Quelques mois auparavant encore, Hitler aurait hésité à dire ouvertement à son vieux paladin ce qu’il avait sur le cœur. A la fin de l’année précédente, il m’avait, par exemple, chargé d’aller voir Göring dans sa lande de Rominten pour lui présenter je ne sais plus quelle affaire mineure et désagréable que j’ai oubliée depuis longtemps. A l’époque, Göring avait dû être au courant de ma mission car, contrairement à ses habitudes, il m’avait traité comme un invité éminent ; il avait fait atteler pour une randonnée de plusieurs heures dans son terrain de chasse et n’avait cessé de parler, si bien que je n’avais même pas pu aborder le sujet qui m’avait amené et étais reparti comme j’étais venu : Hitler ne m’avait pas tenu rigueur de ma dérobade.

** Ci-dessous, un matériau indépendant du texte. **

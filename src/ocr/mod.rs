//! OCRバックエンド
//!
//! - `tesseract`: ローカルの tesseract 実行ファイル
//! - `vision`: Google Vision API (REST)

mod engine;
pub mod tesseract;
pub mod vision;

pub use engine::{engine_from_config, OcrEngine};
pub use tesseract::TesseractEngine;
pub use vision::VisionEngine;

use log::warn;
use rayon::prelude::*;

/// 画像ごとにOCRしてブロック列を作る（入力順を保持）
///
/// 失敗した画像は空ブロックとして扱い、残りの画像はそのまま処理する。
pub fn extract_blocks(engine: &dyn OcrEngine, images: &[Vec<u8>]) -> Vec<String> {
    images
        .par_iter()
        .enumerate()
        .map(|(i, image)| match engine.extract(image) {
            Ok(text) => text,
            Err(e) => {
                warn!("画像 {} のOCRに失敗（空ブロックとして扱います）: {}", i + 1, e);
                String::new()
            }
        })
        .collect()
}
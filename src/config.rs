use crate::error::{LeaderboardError, Result};
use leaderboard_common::{AliasConfig, AliasTable, Canonicalizer, Reconciler, ReportOptions, Roster};
use serde::{Deserialize, Serialize};
use std::path::{Path, PathBuf};

const APP_DIR: &str = "leaderboard-ocr";

/// Vision APIキーの環境変数
pub const VISION_KEY_ENV: &str = "GOOGLE_OCR_KEY";

#[derive(Debug, Clone, Copy, PartialEq, Eq, Serialize, Deserialize, Default)]
#[serde(rename_all = "lowercase")]
pub enum OcrBackend {
    #[default]
    Tesseract,
    Vision,
}

impl std::fmt::Display for OcrBackend {
    fn fmt(&self, f: &mut std::fmt::Formatter<'_>) -> std::fmt::Result {
        match self {
            OcrBackend::Tesseract => write!(f, "tesseract"),
            OcrBackend::Vision => write!(f, "vision"),
        }
    }
}

#[derive(Debug, Clone, Serialize, Deserialize)]
#[serde(default)]
pub struct OcrConfig {
    pub backend: OcrBackend,
    /// tesseract 実行ファイル
    pub tesseract_path: String,
    pub languages: String,
    pub psm: u8,
    pub vision_api_key: Option<String>,
    pub timeout_seconds: u64,
}

impl Default for OcrConfig {
    fn default() -> Self {
        Self {
            backend: OcrBackend::Tesseract,
            tesseract_path: "tesseract".into(),
            languages: "eng+chi_sim".into(),
            psm: 6,
            vision_api_key: None,
            timeout_seconds: 30,
        }
    }
}

impl OcrConfig {
    pub fn get_vision_api_key(&self) -> Option<String> {
        // 環境変数を優先
        if let Ok(key) = std::env::var(VISION_KEY_ENV) {
            if !key.trim().is_empty() {
                return Some(key);
            }
        }
        self.vision_api_key.clone().filter(|k| !k.trim().is_empty())
    }
}

#[derive(Debug, Clone, Serialize, Deserialize)]
#[serde(default)]
pub struct Config {
    pub roster_path: PathBuf,
    pub alias_path: Option<PathBuf>,
    /// 設定ファイル内に直接書くエイリアス（`alias_path` 側が優先）
    pub aliases: AliasConfig,
    /// inbox / raw / results を置くディレクトリ
    pub queue_root: PathBuf,
    pub poll_interval_secs: u64,
    pub report_cap: usize,
    pub max_report_chars: usize,
    pub session_ttl_secs: u64,
    pub history_file: Option<PathBuf>,
    pub ocr: OcrConfig,
}

impl Default for Config {
    fn default() -> Self {
        Self::default_config()
    }
}

impl Config {
    /// 設定を読み込む
    ///
    /// `path` 指定時はそのファイルが必須。未指定なら既定パスを見て、
    /// 無ければ既定値を使う。
    pub fn load(path: Option<&Path>) -> Result<Self> {
        match path {
            Some(path) => {
                if !path.exists() {
                    return Err(LeaderboardError::FileNotFound(path.display().to_string()));
                }
                Self::from_file(path)
            }
            None => {
                let config_path = Self::config_path()?;
                if config_path.exists() {
                    Self::from_file(&config_path)
                } else {
                    Ok(Self::default_config())
                }
            }
        }
    }

    fn from_file(path: &Path) -> Result<Self> {
        let content = std::fs::read_to_string(path)?;
        let config: Config = serde_json::from_str(&content)?;
        config.validate()?;
        Ok(config)
    }

    pub fn save(&self) -> Result<PathBuf> {
        let config_path = Self::config_path()?;
        self.save_to(&config_path)?;
        Ok(config_path)
    }

    pub fn save_to(&self, path: &Path) -> Result<()> {
        if let Some(parent) = path.parent() {
            std::fs::create_dir_all(parent)?;
        }

        let content = serde_json::to_string_pretty(self)?;
        std::fs::write(path, content)?;
        Ok(())
    }

    pub fn config_path() -> Result<PathBuf> {
        let home = dirs::home_dir()
            .ok_or_else(|| LeaderboardError::Config("ホームディレクトリが見つかりません".into()))?;
        Ok(home.join(".config").join(APP_DIR).join("config.json"))
    }

    fn default_config() -> Self {
        let base = dirs::home_dir()
            .map(|home| home.join(".config").join(APP_DIR))
            .unwrap_or_else(|| PathBuf::from("."));

        Self {
            roster_path: base.join("roster.txt"),
            alias_path: None,
            aliases: AliasConfig::default(),
            queue_root: base.join("queue"),
            poll_interval_secs: 2,
            report_cap: leaderboard_common::DEFAULT_CAP,
            max_report_chars: 1900,
            session_ttl_secs: 1800,
            history_file: None,
            ocr: OcrConfig::default(),
        }
    }

    fn validate(&self) -> Result<()> {
        if self.poll_interval_secs == 0 {
            return Err(LeaderboardError::Config(
                "poll_interval_secs は1以上にしてください".into(),
            ));
        }
        if self.report_cap == 0 {
            return Err(LeaderboardError::Config("report_cap は1以上にしてください".into()));
        }
        Ok(())
    }

    /// 名簿を読み込む（無い・空は起動不可）
    pub fn load_roster(&self) -> Result<Roster> {
        if !self.roster_path.exists() {
            return Err(LeaderboardError::RosterNotFound(
                self.roster_path.display().to_string(),
            ));
        }

        Roster::from_file(&self.roster_path).map_err(|e| match e {
            leaderboard_common::Error::Roster(_) => {
                LeaderboardError::EmptyRoster(self.roster_path.display().to_string())
            }
            other => other.into(),
        })
    }

    /// 設定内エイリアスとファイルをマージしてテーブル化
    pub fn load_aliases(&self) -> Result<AliasTable> {
        let mut aliases = self.aliases.clone();

        if let Some(path) = &self.alias_path {
            if !path.exists() {
                return Err(LeaderboardError::FileNotFound(path.display().to_string()));
            }
            aliases.merge(&AliasConfig::from_file(path)?);
        }

        Ok(aliases.build()?)
    }

    pub fn report_options(&self) -> ReportOptions {
        ReportOptions {
            cap: self.report_cap,
            max_chars: self.max_report_chars,
            ..Default::default()
        }
    }

    /// 名簿・エイリアス・整形オプションから処理器を組み立てる
    pub fn build_reconciler(&self) -> Result<Reconciler> {
        let roster = self.load_roster()?;
        let aliases = self.load_aliases()?;
        log::info!("名簿 {}名 / エイリアス {}件を読み込みました", roster.len(), aliases.len());

        Ok(Reconciler::new(
            Canonicalizer::new(roster, aliases),
            self.report_options(),
        ))
    }
}
//! OCRテキストの行パーサー
//!
//! リーダーボードのスクリーンショット1枚分のテキストを行単位で走査し、
//! (名前, スコア文字列) の候補と合計ダメージ・ラリー回数を抽出する。
//!
//! 対応する行の形式:
//! ```text
//! Total Alliance Damage: 1,234,567,890
//! Rallies: 12
//! FictionAddict                     <- 名前だけの行（次の行で使う）
//! Damage Points: 467,388,307
//! PEiPEi Damage Points: 500,000,000 <- 名前とスコアが同じ行
//! ```
//!
//! 壊れた行・読めない数値は黙って捨てる。エラーにはしない。

use crate::canonicalizer::strip_noise;
use crate::types::{BlockId, ParsedBlock, RawDetection, ScalarTotals};
use regex::Regex;
use std::collections::HashSet;

lazy_static::lazy_static! {
    /// 「Damage Points」見出し（`Damage|Points` `DamagePoints` などの崩れも許容）
    static ref DAMAGE_HEADER_RE: Regex =
        Regex::new(r"(?i)damage\s*\|?\s*points\s*:?").unwrap();
    static ref TOTAL_DAMAGE_RE: Regex =
        Regex::new(r"(?i)total\s*(alliance\s*)?damage").unwrap();
    static ref RALLY_RE: Regex = Regex::new(r"(?i)\brall(y|ies)\b").unwrap();
    /// 合計ダメージ用の長い数値列（`,` `.` 空白区切り）
    static ref LONG_NUMBER_RE: Regex = Regex::new(r"\d[\d,.\s]{5,}").unwrap();
    static ref INTEGER_RE: Regex = Regex::new(r"\d+").unwrap();
}

/// バッチ全体のパース結果
#[derive(Debug, Clone, Default, PartialEq, Eq)]
pub struct ParsedBatch {
    pub detections: Vec<RawDetection>,
    pub totals: ScalarTotals,
    /// 入力ブロック数（空ブロックも含む）
    pub block_count: usize,
}

/// 区切り文字を除いて整数化（`1,234,567` → 1234567）
///
/// `,` `.` と空白を除去し、`O` を `0` とみなした上で数字だけが残る場合のみ成功。
pub fn parse_score(text: &str) -> Option<u64> {
    let trimmed = text.trim_start_matches(|c: char| c == ':' || c == '|' || c.is_whitespace());

    let normalized: String = trimmed
        .chars()
        .filter(|c| !matches!(c, ',' | '.') && !c.is_whitespace())
        .map(|c| if c == 'O' { '0' } else { c })
        .collect();

    if normalized.is_empty() || !normalized.chars().all(|c| c.is_ascii_digit()) {
        return None;
    }

    normalized.parse().ok()
}

/// 1ブロックをパース（ブロック内の重複行は除去）
pub fn parse_block(text: &str, block: BlockId) -> ParsedBlock {
    let mut seen = HashSet::new();
    parse_lines(&unseen_lines(text, &mut seen), block)
}

/// 複数ブロックをまとめてパース
///
/// 同じ画面の枠が二重に読まれることがあるため、ブロックをまたいで
/// 完全一致する行は最初の1回だけ採用する。保留中の名前はブロック境界で破棄する。
///
/// 名前だけの行は重複していても残し、後続のスコア行と組にする。
pub fn parse_batch<S: AsRef<str>>(blocks: &[S]) -> ParsedBatch {
    let mut seen: HashSet<&str> = HashSet::new();
    let mut batch = ParsedBatch {
        block_count: blocks.len(),
        ..Default::default()
    };

    for (block, text) in blocks.iter().enumerate() {
        let lines = unseen_lines(text.as_ref(), &mut seen);
        let parsed = parse_lines(&lines, block);
        batch.detections.extend(parsed.detections);
        batch.totals.absorb(&parsed.totals);
    }

    batch
}

/// 未出の行（名前だけの行は既出でも通す）
fn unseen_lines<'a>(text: &'a str, seen: &mut HashSet<&'a str>) -> Vec<&'a str> {
    meaningful_lines(text)
        .filter(|line| seen.insert(*line) || is_name_only_line(line))
        .collect()
}

/// 空行と罫線だけの行を除いた、トリム済みの行
fn meaningful_lines(text: &str) -> impl Iterator<Item = &str> {
    text.lines()
        .map(str::trim)
        .filter(|line| !line.is_empty())
        .filter(|line| !line.chars().all(|c| matches!(c, '-' | '_' | '=' | '*')))
}

fn parse_lines(lines: &[&str], block: BlockId) -> ParsedBlock {
    let mut parsed = ParsedBlock::default();
    let mut pending_name: Option<&str> = None;

    for &line in lines {
        // 合計ダメージ（ブロック内では上書き）
        if TOTAL_DAMAGE_RE.is_match(line) {
            if let Some(value) = LONG_NUMBER_RE
                .find(line)
                .and_then(|m| parse_score(m.as_str()))
            {
                parsed.totals.total_damage = Some(value);
            }
            continue;
        }

        if let Some(header) = DAMAGE_HEADER_RE.find(line) {
            let before = line[..header.start()].trim();
            let after = line[header.end()..].trim();

            if parse_score(after).is_none() {
                continue;
            }

            let raw_name = if is_valid_inline_name(before) {
                Some(before)
            } else {
                pending_name
            };

            if let Some(raw_name) = raw_name {
                parsed.detections.push(RawDetection {
                    raw_name: raw_name.to_string(),
                    raw_score_text: after.to_string(),
                    source_block: block,
                });
                pending_name = None;
            }
            continue;
        }

        // 数字の無い `Rally Queen` などは名前として扱う
        if RALLY_RE.is_match(line) {
            if let Some(count) = INTEGER_RE
                .find(line)
                .and_then(|m| m.as_str().parse().ok())
            {
                parsed.totals.rally_count = Some(count);
                continue;
            }
        }

        if is_name_only_line(line) {
            pending_name = Some(line);
        }
    }

    parsed
}

/// 見出しの前にある名前として使えるか
fn is_valid_inline_name(segment: &str) -> bool {
    if segment.to_lowercase().contains("damage") {
        return false;
    }
    strip_noise(segment).chars().any(char::is_alphabetic)
}

/// 数字を含まず、ノイズ除去後に2文字以上残る行
fn is_name_only_line(line: &str) -> bool {
    if line.chars().any(|c| c.is_ascii_digit()) {
        return false;
    }
    if line.to_lowercase().contains("damage") {
        return false;
    }
    strip_noise(line).chars().filter(|c| !c.is_whitespace()).count() >= 2
}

Cette fois, par contre, Göring n’essaya pas de s’en tirer grâce à une cordialité de routine. Notre entretien eut lieu dans son bureau privé de sa maison de l’Obersalzberg. Il était déjà informé, Hitler l’ayant mis au courant. En termes sévères, Göring se plaignit de la versatilité de Hitler. Quinze jours auparavant déjà, il avait voulu me retirer les constructions et était revenu sur sa décision après un bref entretien avec moi. Il en était toujours ainsi. Malheureusement le Führer avait trop souvent montré qu’il n’était pas l’homme des décisions fermes. Naturellement, s’il le voulait, il me remettrait l’armement de la Luftwaffe, déclara Göring d’un ton résigné. Mais il n’arrivait pas à comprendre tout cela, Hitler lui ayant déclaré peu de temps auparavant que le champ de mes attributions était trop étendu.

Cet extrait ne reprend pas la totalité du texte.